As disclosed in prior filings, in June 2006, the Environmental Protection Agency (EPA) issued a Finding and Notice of Violation (NOV) related to monitoring, recordkeeping and emission exceedances at the Reid Gardner facility.  In April 2007, NPC lodged a Consent Decree in federal district court with the NDEP, EPA and the Department of Justice (DOJ) regarding the NOVs and providing for additional environmental controls and equipment changes, environmental benefit projects, monetary penalties, and/or other measures that will be required to resolve the alleged violations.  Terms of the Consent Decree include a $1.1 million fine, funding of projects, of which NPC expects to spend approximately $2 million for the Supplemental Environmental Project with the Clark County School District, and the installation of emission reduction equipment at the facility.  The environmental project is aimed at achieving increased energy efficiency and cost savings.  Certain environmental controls and equipment changes needed to assure compliance with existing or modified regulations, and which will satisfy the terms of the consent decree, were previously submitted by NPC to the PUCN in NPC’s 2006 IRP filing.   These expenditures were approved by the PUCN in late 2006 and include equipment installation on the various units to control startup opacity and particulates and reduce operating opacity and oxides of nitrogen.  Capital expenditures are estimated at $84.2 million as approved by the PUCN; however, amounts may change depending on the procurement of material and services.

Clark Station

In July 2000, NPC received a request from the EPA for information to determine the compliance of certain generation facilities at NPC’s Clark Station with the applicable State Implementation Plan.  In November 2000, NPC and the Clark County Department of Air Quality and Environmental Management (DAQEM) entered into a Corrective Action Order requiring, among other steps, capital expenditures at the Clark Station totaling approximately $3 million.  In March 2001, the EPA issued an additional request for information that could result in remediation beyond that specified in the November 2000 Corrective Action Order.  In October 2003, the EPA issued a violation regarding turbine blade upgrades, which occurred in July 1993.  A conference between the EPA and NPC occurred in December 2003.  NPC presented evidence on the nature and finding of the alleged violations.  In March 2004, the EPA issued another request for information regarding the turbine blade upgrades, and NPC provided information responsive to this request in April and May 2004.  NPC’s position is that a violation did not occur.  In May 2006, the EPA, by letter from the DOJ, notified NPC that it intends to initiate an enforcement action against NPC seeking unspecified civil penalties, together with injunctive relief, for alleged violations of the Prevention of Significant Deterioration requirements and Title V operating permit requirements of the Clean Air Act.  NPC entered into ongoing dialogue and settlement discussions with the EPA and DOJ regarding the alleged violations and in June 2007, a Consent Decree between the parties was lodged in federal district court.  Terms of the Consent Decree include installation of an advanced NOx reduction burner technology on four existing units with an estimated cost of up to $60 million, which cost was previously submitted by NPC to the PUCN in January 2007 in NPC’s Second Amendment to the 2006 IRP filing and was approved in May 2007.  Additionally, NPC will pay a minimal fine and make a contribution to Vegas Public Broadcasting Service (PBS) to fund a solar panel array on its new Educational Technology Campus planned in Clark County.  

ITEM 1A.    RISK FACTORS
 
For the purposes of this section, the terms “we,” “us” and “our” refer to SPR on a consolidated basis (including NPC and SPPC).  The following information updates, and should be read in conjunction with, the information disclosed in Item 1A, “Risk Factors,” of our 2006 Form 10-K.  The risks and uncertainties described below are not the only ones we face.  Additional risks and uncertainties that are not presently known or that we currently believe to be less significant may also adversely affect us.
 
As of the date of this report, there have been no material changes with regard to the Risk Factors disclosed in SPR’s, NPC’s and SPPC’s Annual Reports on Form 10-K for the year ended December 31, 2006 and Quarterly Reports on Form 10-Q for the quarter ended March 31, 2007, except as discussed below.

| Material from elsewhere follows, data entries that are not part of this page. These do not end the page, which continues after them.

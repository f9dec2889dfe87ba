//! Business logic services.
//!
//! Services contain core business logic separated from HTTP handlers.
//! They coordinate the metadata document and the stored binaries through the
//! DAO and enforce the project integrity rules.

pub mod project_service;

If Federal and/or State requirements are imposed on NPC and SPPC mandating further emission reductions, including limitations on carbon dioxide (CO2) emissions, such requirements could make some electric generating units, including the proposed Ely Energy Center, uneconomical to construct, maintain or operate.

Emissions of nitrogen and sulfur oxides, mercury and particulates from fossil fueled generating plants are potentially subject to increased regulations, controls and mitigation expenses. Certain Congressional leaders, environmental advocacy groups and regulatory agencies in the United States have also been focusing considerable attention on carbon dioxie (CO2) emissions from power generation facilities and their potential role in climate change. Particular attention has been focused on proposals for new coal-fired generation facilities, such as the Ely Energy Center. Although a number of bills have been introduced in Congress that would compel CO2 emission reductions, none has been enacted to date. Future changes in environmental laws or regulations governing emissions reductions could make certain electric generating units, especially those utilizing coal for fuel, uneconomical to construct, maintain or operate or could require design changes or the adoption of new technologies that could significantly increase costs or delay in-service dates. In addition, any legal obligation that would require the Utilities to substantially reduce its emissions beyond present levels could require extensive mitigation efforts and, in the case of CO2 legislation, would raise uncertainty about the future viability of fossil fuels, particularly coal, as an energy source for new and existing electric generation facilities.

52

 
If SPR is precluded from receiving dividends from the Utilities, its financial condition, and its ability to meet its debt service obligations, pay dividends and make capital contributions to its subsidiaries, will be materially adversely affected.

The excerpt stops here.